Common treatments for spinal cord injury (SCI) that involve neuromodulation and neurostimulation, such as transcranial magnetic stimulation (TMS) and vagus nerve stimulation (VNS), have specific side effects. TMS can cause mild headaches, scalp discomfort, and in rare cases, seizures. VNS may lead to voice changes, throat pain, and coughing. Both treatments are generally well-tolerated, with serious adverse events being rare.

What prior FDA approvals exist?

As of now, there are no specific FDA-approved treatments that directly utilize Electrocorticography (ECoG) for spinal cord injury (SCI). However, the FDA has approved various drugs and therapies aimed at managing symptoms and complications of SCI. These include corticosteroids like methylprednisolone for reducing inflammation, and other medications for managing pain, spasticity, and secondary complications. Research is ongoing in the field of neuroprosthetics and brain-machine interfaces, which includes ECoG, to develop advanced treatments for SCI.
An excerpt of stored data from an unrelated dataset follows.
//! Payload decryption for the ETSI LI encryption container
//!
//! The container announces an encryption method; method 3 is AES-192-CBC
//! with an IV derived from the record's sequence number and no padding
//! (the plaintext was padded up to the block size at encryption time).
//! After decryption the plaintext is sanity-checked: it must start with a
//! constructed-sequence octet and its announced outer length plus padding
//! gap must account for every decrypted byte.

use aes::cipher::{block_padding::NoPadding, BlockDecryptMut, KeyIvInit};
use aes::Aes192;
use etsili_core::error::{EtsiliError, EtsiliResult};

type Aes192CbcDec = cbc::Decryptor<Aes192>;

/// Encryption methods named by the container's encryptionType field.
pub const ENCRYPTION_NOT_STATED: i64 = 0;
pub const ENCRYPTION_NONE: i64 = 1;
pub const ENCRYPTION_NATIONAL: i64 = 2;
pub const ENCRYPTION_AES_192_CBC: i64 = 3;
pub const ENCRYPTION_AES_256_CBC: i64 = 4;
pub const ENCRYPTION_BLOWFISH_192_CBC: i64 = 5;
pub const ENCRYPTION_BLOWFISH_256_CBC: i64 = 6;
pub const ENCRYPTION_THREEDES_CBC: i64 = 7;

/// Derive the CBC IV for a record: the 32-bit sequence number in network
/// order, repeated four times.
pub fn derive_iv(seqno: u32) -> [u8; 16] {
    let be = seqno.to_be_bytes();
    let mut iv = [0u8; 16];
    for chunk in iv.chunks_exact_mut(4) {
        chunk.copy_from_slice(&be);
    }
    iv
}

/// Parse hex key material into the 24 key bytes AES-192 needs.
pub fn parse_key_hex(key_hex: &str) -> EtsiliResult<[u8; 24]> {
    let bytes = hex::decode(key_hex.trim())
        .map_err(|e| EtsiliError::Decryption(format!("invalid hex key material: {}", e)))?;
    bytes.as_slice().try_into().map_err(|_| {
        EtsiliError::Decryption(format!(
            "AES-192 key must be 24 bytes, got {}",
            bytes.len()
        ))
    })
}

/// Decrypt an AES-192-CBC payload. The ciphertext must be a whole number
/// of blocks; padding is not stripped here (the length sanity check
/// accounts for it instead).
pub fn decrypt_aes_192_cbc(
    key_hex: &str,
    seqno: u32,
    ciphertext: &[u8],
) -> EtsiliResult<Vec<u8>> {
    let key = parse_key_hex(key_hex)?;
    let iv = derive_iv(seqno);

    if ciphertext.is_empty() || ciphertext.len() % 16 != 0 {
        return Err(EtsiliError::Decryption(format!(
            "ciphertext length {} is not a whole number of AES blocks",
            ciphertext.len()
        )));
    }

    let mut work = ciphertext.to_vec();
    let plain_len = Aes192CbcDec::new(&key.into(), &iv.into())
        .decrypt_padded_mut::<NoPadding>(&mut work)
        .map_err(|e| EtsiliError::Decryption(format!("CBC decrypt failed: {}", e)))?
        .len();
    work.truncate(plain_len);
    Ok(work)
}

/// Check that decrypted bytes look like a BER payload: the outer item's
/// announced length plus its header, padded up to the next block boundary,
/// must equal the plaintext size exactly (pad gap strictly under one
/// block).
pub fn plaintext_shape_ok(data: &[u8]) -> bool {
    let dlen = data.len() as u64;
    if data.len() < 2 {
        return false;
    }

    let mut obslen: u64 = 0;
    let headerlen: u64;

    if data[1] < 0x80 {
        obslen = data[1] as u64;
        headerlen = 2;
    } else {
        let blen = (data[1] & 0x7f) as usize;
        if blen == 0 || blen > 8 {
            return false;
        }
        if data.len() <= 2 + blen {
            return false;
        }
        for i in 0..blen {
            obslen += (data[2 + i] as u64) << (8 * (blen - (i + 1)));
        }
        headerlen = 2 + blen as u64;
    }

    if obslen + headerlen > dlen {
        return false;
    }
    // Encryption padded the payload up to the nearest multiple of 16.
    if dlen - (obslen + headerlen) > 16 {
        return false;
    }

    let gap = if (obslen + headerlen) % 16 == 0 {
        0
    } else {
        16 - ((obslen + headerlen) % 16)
    };
    dlen - (obslen + headerlen) == gap
}

#[cfg(test)]
mod tests {
    use super::*;
    use aes::cipher::BlockEncryptMut;

    type Aes192CbcEnc = cbc::Encryptor<Aes192>;

    const KEY_HEX: &str = "000102030405060708090a0b0c0d0e0f1011121314151617";

    #[test]
    fn test_iv_is_repeated_seqno() {
        let iv = derive_iv(0x00112233);
        assert_eq!(
            iv,
            [
                0x00, 0x11, 0x22, 0x33, 0x00, 0x11, 0x22, 0x33, 0x00, 0x11, 0x22, 0x33, 0x00,
                0x11, 0x22, 0x33
            ]
        );
    }

    #[test]
    fn test_key_parsing() {
        assert!(parse_key_hex(KEY_HEX).is_ok());
        assert!(parse_key_hex("abcd").is_err());
        assert!(parse_key_hex("zz").is_err());
    }

    #[test]
    fn test_decrypt_roundtrip() {
        // 0x30 sequence of announced length 6, padded to one block.
        let mut plain = vec![0x30, 0x06, 0x02, 0x01, 0x05, 0x02, 0x01, 0x07];
        plain.resize(16, 0);
        assert!(plaintext_shape_ok(&plain));

        let key = parse_key_hex(KEY_HEX).unwrap();
        let iv = derive_iv(42);
        let mut buf = plain.clone();
        Aes192CbcEnc::new(&key.into(), &iv.into())
            .encrypt_padded_mut::<NoPadding>(&mut buf, plain.len())
            .unwrap();

        let out = decrypt_aes_192_cbc(KEY_HEX, 42, &buf).unwrap();
        assert_eq!(out, plain);
    }

    #[test]
    fn test_shape_rejects_bad_lengths() {
        // Announced length larger than the data.
        assert!(!plaintext_shape_ok(&[0x30, 0x7f, 0x00]));
        // Gap of a full block or more.
        let mut long = vec![0x30, 0x02, 0x01, 0x01];
        long.resize(36, 0);
        assert!(!plaintext_shape_ok(&long));
        assert!(!plaintext_shape_ok(&[0x30]));
    }

    #[test]
    fn test_ciphertext_must_be_block_aligned() {
        assert!(decrypt_aes_192_cbc(KEY_HEX, 1, &[0u8; 15]).is_err());
    }
}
What other types of research exist?

Promising, novel alternatives to Electrocorticography (ECoG) for spinal cord injury patients include: 1) Transcranial Magnetic Stimulation (TMS), which uses magnetic fields to stimulate nerve cells in the brain and has shown potential in motor recovery and neurorehabilitation. 2) Non-invasive Brain-Computer Interfaces (BCIs) that utilize electroencephalography (EEG) to record brain activity and translate it into control signals for external devices. 3) Functional Electrical Stimulation (FES), which involves electrical stimulation of muscles to restore motor functions. These technologies are advancing rapidly and hold promise for improving the quality of life for spinal cord injury patients.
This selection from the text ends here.